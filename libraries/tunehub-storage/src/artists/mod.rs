//! Artist queries

use sqlx::sqlite::SqliteRow;
use sqlx::{Row, SqlitePool};
use tunehub_core::{error::Result, types::*};

fn from_row(row: &SqliteRow) -> Result<Artist> {
    Ok(Artist {
        id: row.try_get("id")?,
        name: row.try_get("name")?,
        bio: row.try_get("bio")?,
        rating: row.try_get("rating")?,
        cover_image_url: row.try_get("cover_image_url")?,
        created_at: row.try_get("created_at")?,
    })
}

/// Insert a validated artist
pub async fn create(pool: &SqlitePool, artist: &Artist) -> Result<()> {
    sqlx::query(
        r#"
        INSERT INTO artists (id, name, bio, rating, cover_image_url, created_at)
        VALUES (?, ?, ?, ?, ?, ?)
        "#,
    )
    .bind(&artist.id)
    .bind(&artist.name)
    .bind(&artist.bio)
    .bind(artist.rating)
    .bind(&artist.cover_image_url)
    .bind(&artist.created_at)
    .execute(pool)
    .await?;

    Ok(())
}

pub async fn get_by_id(pool: &SqlitePool, id: &ArtistId) -> Result<Option<Artist>> {
    let row = sqlx::query(
        "SELECT id, name, bio, rating, cover_image_url, created_at FROM artists WHERE id = ?",
    )
    .bind(id)
    .fetch_optional(pool)
    .await?;

    row.as_ref().map(from_row).transpose()
}

/// Ids from `ids` that have no artist record
pub async fn missing(pool: &SqlitePool, ids: &[ArtistId]) -> Result<Vec<ArtistId>> {
    let mut missing = Vec::new();
    for id in ids {
        let found: Option<i64> = sqlx::query_scalar("SELECT 1 FROM artists WHERE id = ?")
            .bind(id)
            .fetch_optional(pool)
            .await?;
        if found.is_none() {
            missing.push(id.clone());
        }
    }
    Ok(missing)
}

● ● ●

Only lines holding the word "SqlitePool" are wanted here; copy each from the listing.

__SOLUTION FOR THIS PROBLEM__.
use sqlx::{Row, SqlitePool};
pub async fn create(pool: &SqlitePool, artist: &Artist) -> Result<()> {
pub async fn get_by_id(pool: &SqlitePool, id: &ArtistId) -> Result<Option<Artist>> {
pub async fn missing(pool: &SqlitePool, ids: &[ArtistId]) -> Result<Vec<ArtistId>> {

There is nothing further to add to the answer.